Thursday, February 26, 2004

NOTE TO MEDIA: AMI will host a BSE media availability Friday (Feb.) 27 at 11 a.m. Eastern Time with AMI President J. Patrick Boyle and AMI Foundation President James Hodges to respond to questions regarding BSE. To access the call, dial 1-888-456-0013 and ask for the "AMI call.”

For Immediate Release:

WASHINGTON, D.C., Feb. 26, 2004 -- In a letter sent today to Agriculture Secretary Ann Veneman, the American Meat Institute (AMI) urged the Agriculture Department to move quickly to reestablish trade in cattle, beef and beef products produced in BSE minimal risk countries such as Canada and to lead an effort to fully harmonize the rules governing such trade throughout North America.

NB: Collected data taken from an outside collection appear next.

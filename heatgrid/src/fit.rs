// Copyright 2025 the Heatgrid Authors
// SPDX-License-Identifier: Apache-2.0 OR MIT

//! Text fitting: does a label fit its slot?

use heatgrid_text::{TextMeasurer, TextStyle};
use kurbo::Size;

use crate::label::{format_label_with, format_value};

/// Measures labels in one text style.
///
/// Nothing is cached: metrics depend on the live style and are re-measured on
/// every layout pass.
#[derive(Clone, Copy)]
pub struct TextFit<'a> {
    measurer: &'a dyn TextMeasurer,
    style: &'a TextStyle,
    max_label_chars: usize,
}

impl core::fmt::Debug for TextFit<'_> {
    fn fmt(&self, f: &mut core::fmt::Formatter<'_>) -> core::fmt::Result {
        f.debug_struct("TextFit")
            .field("style", &self.style)
            .field("max_label_chars", &self.max_label_chars)
            .finish_non_exhaustive()
    }
}

impl<'a> TextFit<'a> {
    /// Creates an oracle over `measurer` for text in `style`.
    pub fn new(measurer: &'a dyn TextMeasurer, style: &'a TextStyle, max_label_chars: usize) -> Self {
        Self {
            measurer,
            style,
            max_label_chars,
        }
    }

    /// Measures raw text.
    pub fn measure(&self, text: &str) -> Size {
        self.measurer.size(text, self.style)
    }

    /// Measures an axis category as it will be displayed (formatted).
    pub fn measure_label(&self, category: &str) -> Size {
        self.measure(&format_label_with(category, self.max_label_chars))
    }

    /// Returns the size of the widest displayed category.
    ///
    /// The first of equally wide labels wins; no labels give a zero size.
    pub fn widest<'c>(&self, categories: impl IntoIterator<Item = &'c str>) -> Size {
        categories
            .into_iter()
            .map(|c| self.measure_label(c))
            .fold(None, |widest: Option<Size>, size| match widest {
                Some(w) if w.width >= size.width => Some(w),
                _ => Some(size),
            })
            .unwrap_or(Size::ZERO)
    }

    /// Returns `true` when `text` fits inside `slot` in both directions.
    pub fn fits(&self, text: &str, slot: Size) -> bool {
        let size = self.measure(text);
        size.width <= slot.width && size.height <= slot.height
    }

    /// Returns the text to draw inside a cell: the value if it fits, else nothing.
    pub fn cell_label(&self, value: Option<f64>, cell: Size) -> String {
        let Some(value) = value else {
            return String::new();
        };
        let text = format_value(value);
        if self.fits(&text, cell) {
            text
        } else {
            String::new()
        }
    }
}

#[cfg(test)]
mod tests {
    use heatgrid_text::FixedAdvanceMeasurer;

    use super::*;

    const MEASURER: FixedAdvanceMeasurer = FixedAdvanceMeasurer {
        advance: 10.0,
        line_height: 10.0,
    };

    #[test]
    fn labels_are_measured_after_formatting() {
        let style = TextStyle::default();
        let fit = TextFit::new(&MEASURER, &style, 20);
        assert_eq!(fit.measure_label("London   "), Size::new(60.0, 10.0));
        assert_eq!(
            fit.measure_label("A category name that is far too long"),
            Size::new(200.0, 10.0)
        );
    }

    #[test]
    fn widest_prefers_the_first_of_ties() {
        let style = TextStyle::default();
        let fit = TextFit::new(&MEASURER, &style, 20);
        assert_eq!(fit.widest(["ab", "abc", "xyz", "a"]), Size::new(30.0, 10.0));
        assert_eq!(fit.widest(core::iter::empty()), Size::ZERO);
    }

    #[test]
    fn cell_labels_only_when_they_fit() {
        let style = TextStyle::default();
        let fit = TextFit::new(&MEASURER, &style, 20);
        let cell = Size::new(20.0, 20.0);
        assert_eq!(fit.cell_label(Some(19.0), cell), "19");
        assert_eq!(fit.cell_label(Some(1234.0), cell), "");
        assert_eq!(fit.cell_label(Some(7.0), Size::new(20.0, 9.0)), "");
        assert_eq!(fit.cell_label(None, cell), "");
    }
}
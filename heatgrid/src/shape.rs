// Copyright 2025 the Heatgrid Authors
// SPDX-License-Identifier: Apache-2.0 OR MIT

//! Data shaping: records into axis categories and positioned cells.

use hashbrown::{HashMap, HashSet};
use serde::{Deserialize, Serialize};

use crate::color::label_color;
use crate::error::RecordIssue;
use crate::host::ColorAccessor;
use crate::metric::cell_value;
use crate::record::Record;

/// Group index holding the row category (laid out along the x axis).
pub const ROW_GROUP: usize = 0;
/// Group index holding the column category (laid out along the y axis).
pub const COLUMN_GROUP: usize = 1;

/// How [`build_category_set`] treats a record without a category for the axis.
#[derive(Clone, Copy, Debug, Default, PartialEq, Eq, Serialize, Deserialize)]
#[serde(rename_all = "kebab-case")]
pub enum MalformedRecordPolicy {
    /// Leave the record out of the axis and keep going.
    #[default]
    SkipRecord,
    /// Drop the whole axis: the first malformed record empties the category set.
    DiscardAxis,
}

/// Validates that a record has a category at `axis` of its group list.
///
/// `position` is the record's index in the payload, used for reporting.
pub fn validate_category(
    record: &Record,
    position: usize,
    axis: usize,
) -> Result<String, RecordIssue> {
    if record.group_list().is_none() {
        return Err(RecordIssue::MissingGroup { record: position });
    }
    record.category(axis).ok_or(RecordIssue::MissingCategory {
        record: position,
        axis,
    })
}

/// Collects the distinct categories at group index `axis`, in first-seen order.
pub fn build_category_set(
    records: &[Record],
    axis: usize,
    policy: MalformedRecordPolicy,
) -> Vec<String> {
    let mut seen = HashSet::new();
    let mut categories = Vec::new();
    for (position, record) in records.iter().enumerate() {
        match validate_category(record, position, axis) {
            Ok(category) => {
                if seen.insert(category.clone()) {
                    categories.push(category);
                }
            }
            Err(issue) => match policy {
                MalformedRecordPolicy::SkipRecord => {
                    tracing::warn!(%issue, "skipping record for axis {axis}");
                }
                MalformedRecordPolicy::DiscardAxis => {
                    tracing::error!(%issue, "discarding categories for axis {axis}");
                    return Vec::new();
                }
            },
        }
    }
    categories
}

/// One heat-map cell, derived from a record.
#[derive(Clone, Debug, PartialEq)]
pub struct Cell<'a> {
    /// Position of the record's row category, or `None` if it is not a known category.
    pub row: Option<usize>,
    /// Position of the record's column category, or `None` if it is not a known category.
    pub column: Option<usize>,
    /// The metric value; `None` when the record has no payload.
    pub value: Option<f64>,
    /// Fill color from the host color scale.
    pub fill: String,
    /// Label color contrasting with `fill`.
    pub label_color: &'static str,
    /// The originating record.
    pub record: &'a Record,
}

impl Cell<'_> {
    /// Returns `true` when both indices point into the category sets.
    pub fn is_placed(&self) -> bool {
        self.row.is_some() && self.column.is_some()
    }
}

/// Lookup from category label to its position.
#[derive(Debug)]
struct CategoryIndex<'c>(HashMap<&'c str, usize>);

impl<'c> CategoryIndex<'c> {
    fn new(categories: &'c [String]) -> Self {
        let mut index = HashMap::with_capacity(categories.len());
        for (position, category) in categories.iter().enumerate() {
            index.entry(category.as_str()).or_insert(position);
        }
        Self(index)
    }

    fn position(&self, record: &Record, axis: usize) -> Option<usize> {
        let category = record.category(axis)?;
        self.0.get(category.as_str()).copied()
    }
}

/// Builds one cell per record, in record order.
///
/// Records whose row or column category is missing from `rows` / `columns` are
/// still emitted, with `None` for that index.
pub fn build_series<'a>(
    records: &'a [Record],
    rows: &[String],
    columns: &[String],
    colors: &dyn ColorAccessor,
) -> Vec<Cell<'a>> {
    let row_index = CategoryIndex::new(rows);
    let column_index = CategoryIndex::new(columns);
    records
        .iter()
        .map(|record| {
            let fill = colors.color(record);
            Cell {
                row: row_index.position(record, ROW_GROUP),
                column: column_index.position(record, COLUMN_GROUP),
                value: cell_value(record),
                label_color: label_color(&fill),
                fill,
                record,
            }
        })
        .collect()
}

#[cfg(test)]
mod tests {
    use proptest::prelude::*;
    use serde_json::json;

    use super::*;
    use crate::record::parse_records;

    struct Flat(&'static str);

    impl ColorAccessor for Flat {
        fn domain(&self) -> (f64, f64) {
            (0.0, 100.0)
        }

        fn color_range(&self) -> Vec<String> {
            vec![self.0.to_owned()]
        }

        fn color(&self, _record: &Record) -> String {
            self.0.to_owned()
        }

        fn formatted(&self, _record: &Record) -> String {
            String::new()
        }
    }

    fn cities() -> Vec<Record> {
        parse_records(&json!([
            { "group": ["London", "UK"], "current": { "count": 19, "metrics": null } },
            { "group": ["Calgary", "CA"], "current": { "count": 11, "metrics": null } },
            { "group": ["London", "CA"], "current": { "count": 4, "metrics": null } },
        ]))
    }

    #[test]
    fn categories_are_unique_in_first_seen_order() {
        let records = cities();
        let policy = MalformedRecordPolicy::default();
        assert_eq!(build_category_set(&records, ROW_GROUP, policy), ["London", "Calgary"]);
        assert_eq!(build_category_set(&records, COLUMN_GROUP, policy), ["UK", "CA"]);
    }

    #[test]
    fn malformed_records_are_skipped_by_default() {
        let mut records = cities();
        records.insert(1, Record::new(["Oslo"], json!({ "count": 1 })));
        records.push(Record::default());
        let rows = build_category_set(&records, ROW_GROUP, MalformedRecordPolicy::SkipRecord);
        let columns =
            build_category_set(&records, COLUMN_GROUP, MalformedRecordPolicy::SkipRecord);
        assert_eq!(rows, ["London", "Oslo", "Calgary"]);
        assert_eq!(columns, ["UK", "CA"]);
    }

    #[test]
    fn discard_policy_empties_the_axis() {
        let mut records = cities();
        records.push(Record::new(["Oslo"], json!({ "count": 1 })));
        let policy = MalformedRecordPolicy::DiscardAxis;
        assert!(build_category_set(&records, COLUMN_GROUP, policy).is_empty());
        assert_eq!(
            build_category_set(&records, ROW_GROUP, policy),
            ["London", "Calgary", "Oslo"]
        );
    }

    #[test]
    fn validation_names_the_problem() {
        assert_eq!(
            validate_category(&Record::default(), 3, ROW_GROUP),
            Err(RecordIssue::MissingGroup { record: 3 })
        );
        let record = Record::new(["London", ""], json!(null));
        assert_eq!(
            validate_category(&record, 0, COLUMN_GROUP),
            Err(RecordIssue::MissingCategory { record: 0, axis: 1 })
        );
        assert_eq!(validate_category(&record, 0, ROW_GROUP).as_deref(), Ok("London"));
    }

    #[test]
    fn series_marks_unknown_categories() {
        let records = cities();
        let rows = build_category_set(&records, ROW_GROUP, MalformedRecordPolicy::default());
        let cells = build_series(&records, &rows, &[], &Flat("#FFFFFF"));
        assert_eq!(cells.len(), records.len());
        assert_eq!(cells[0].row, Some(0));
        assert_eq!(cells[0].column, None);
        assert_eq!(cells[0].value, Some(19.0));
        assert!(!cells[0].is_placed());
        assert_eq!(cells[1].row, Some(1));
        assert_eq!(cells[2].row, Some(0));
        assert!(core::ptr::eq(cells[1].record, &records[1]));
    }

    #[test]
    fn series_colors_come_from_the_host() {
        let records = cities();
        let cells = build_series(&records, &[], &[], &Flat("#FFFFFF"));
        assert!(cells.iter().all(|c| c.fill == "#FFFFFF" && c.label_color == "#000"));
        let cells = build_series(&records, &[], &[], &Flat("#101010"));
        assert!(cells.iter().all(|c| c.label_color == "#FFF"));
    }

    #[test]
    fn series_without_payload_has_no_value() {
        let records = parse_records(&json!([{ "group": ["a", "b"] }, "junk"]));
        let rows = vec!["a".to_owned()];
        let columns = vec!["b".to_owned()];
        let cells = build_series(&records, &rows, &columns, &Flat("#000"));
        assert_eq!(cells.len(), 2);
        assert!(cells[0].is_placed());
        assert_eq!(cells[0].value, None);
        assert_eq!((cells[1].row, cells[1].column, cells[1].value), (None, None, None));
    }

    #[test]
    fn non_list_payload_gives_empty_series() {
        let records = parse_records(&json!({ "group": ["a", "b"] }));
        assert!(build_series(&records, &[], &[], &Flat("#000")).is_empty());
    }

    proptest! {
        #[test]
        fn category_sets_never_repeat(
            groups in proptest::collection::vec(
                proptest::collection::vec("[a-d]{0,2}", 0..3),
                0..40,
            )
        ) {
            let records: Vec<Record> = groups
                .iter()
                .map(|g| Record::new(g.iter().cloned(), json!({ "count": 1, "metrics": null })))
                .collect();
            let set = build_category_set(&records, ROW_GROUP, MalformedRecordPolicy::SkipRecord);
            let unique: HashSet<&String> = set.iter().collect();
            prop_assert_eq!(unique.len(), set.len());
            drop(unique);

            // First-occurrence order: each category appears where it was first seen.
            let mut expected: Vec<String> = Vec::new();
            for record in &records {
                if let Some(c) = record.category(ROW_GROUP)
                    && !expected.contains(&c)
                {
                    expected.push(c);
                }
            }
            prop_assert_eq!(set, expected);
        }
    }
}
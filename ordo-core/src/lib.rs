// ABOUTME: Platform-agnostic core of the ordo chat-bot runtime
// ABOUTME: Ordered events, modules, permissions, throttling and command dispatch

pub mod client;
pub mod collector;
pub mod commands;
pub mod config;
pub mod error;
pub mod events;
pub mod metrics;
pub mod module;
pub mod permissions;
pub mod throttle;
pub mod traits;

pub use client::{Client, ClientBuilder, WeakClient};
pub use collector::{Collected, CollectorEnd, CollectorOptions, MessageCollector};
pub use commands::{
    BlockReason, Command, CommandContext, CommandDispatcher, CommandOptions, CommandOutput,
    CommandRegistry, DispatchOutcome,
};
pub use config::ClientConfig;
pub use error::{CollectorError, CommandError, EventError, ModuleError, PermissionError};
pub use events::{EventFiring, EventListener, EventOrder, EventPayload, EventRegistry, EventSink};
pub use module::{Module, ModuleDescriptor};
pub use permissions::{PermissionRegistry, PermissionSubject};
pub use throttle::{ThrottlePolicy, ThrottleStore};
pub use traits::{ChatPlatform, ChatUser, EventSource, IncomingMessage, MessageContent};
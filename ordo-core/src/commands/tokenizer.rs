// ABOUTME: Splits command text into arguments, honoring quotes and backslash escapes
// ABOUTME: Quoted substrings become a single argument with the quotes removed

fn closing_quote(c: char) -> Option<char> {
    match c {
        '"' => Some('"'),
        '\'' => Some('\''),
        '\u{201C}' => Some('\u{201D}'),
        '\u{2018}' => Some('\u{2019}'),
        _ => None,
    }
}

/// Split `input` into arguments.
///
/// Whitespace separates arguments unless inside quotes. `"`, `'` and their
/// typographic variants open a quoted span that runs to the matching close
/// (or to the end of input if unclosed). A backslash makes the next character
/// literal. An explicitly quoted empty string yields an empty argument.
pub fn tokenize(input: &str) -> Vec<String> {
    let mut args = Vec::new();
    let mut current = String::new();
    // Set once a quote opened, so `""` still produces an argument
    let mut quoted = false;
    let mut in_quotes: Option<char> = None;
    let mut chars = input.chars();

    while let Some(c) = chars.next() {
        match c {
            '\\' => {
                if let Some(next) = chars.next() {
                    current.push(next);
                } else {
                    current.push('\\');
                }
            }
            c if in_quotes == Some(c) => {
                in_quotes = None;
            }
            c if in_quotes.is_none() && closing_quote(c).is_some() => {
                in_quotes = closing_quote(c);
                quoted = true;
            }
            c if in_quotes.is_none() && c.is_whitespace() => {
                if !current.is_empty() || quoted {
                    args.push(std::mem::take(&mut current));
                }
                quoted = false;
            }
            _ => {
                current.push(c);
            }
        }
    }

    // Don't forget the last argument
    if !current.is_empty() || quoted {
        args.push(current);
    }

    args
}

AMI, whose membership represents about 90 percent of all U.S. beef packing and processing, urged USDA to "take a leadership role" and utilize its statutory authority to enact "a full restoration of trade" in cattle, beef and beef products among all three North American countries, according to accepted, scientifically sound guidelines set by the Office of International Epizootics (OIE) for countries at minimal risk of BSE.

"The U. S. Department of Agriculture has the authority to make this happen now," said AMI President and CEO J. Patrick Boyle. "We call upon USDA to take the critical first step that can set a global process in motion: lead the international community in rational BSE policies by bringing American policies into conformance with those set by OIE.”

In the letter, Boyle said that AMI agreed with recommendations from an international scientific review team that evaluated the department's BSE investigation and control measures. The review team’s report recommended that the United States lead the international community in establishing rational BSE policies by bringing U.S. trade policies into conformance with those set by OIE. Under OIE guidelines, AMI noted that cattle and beef trade is permitted under certain conditions even among nations that have diagnosed BSE cases. AMI said that existing limitations on Canadian imports were "without a foundation in science."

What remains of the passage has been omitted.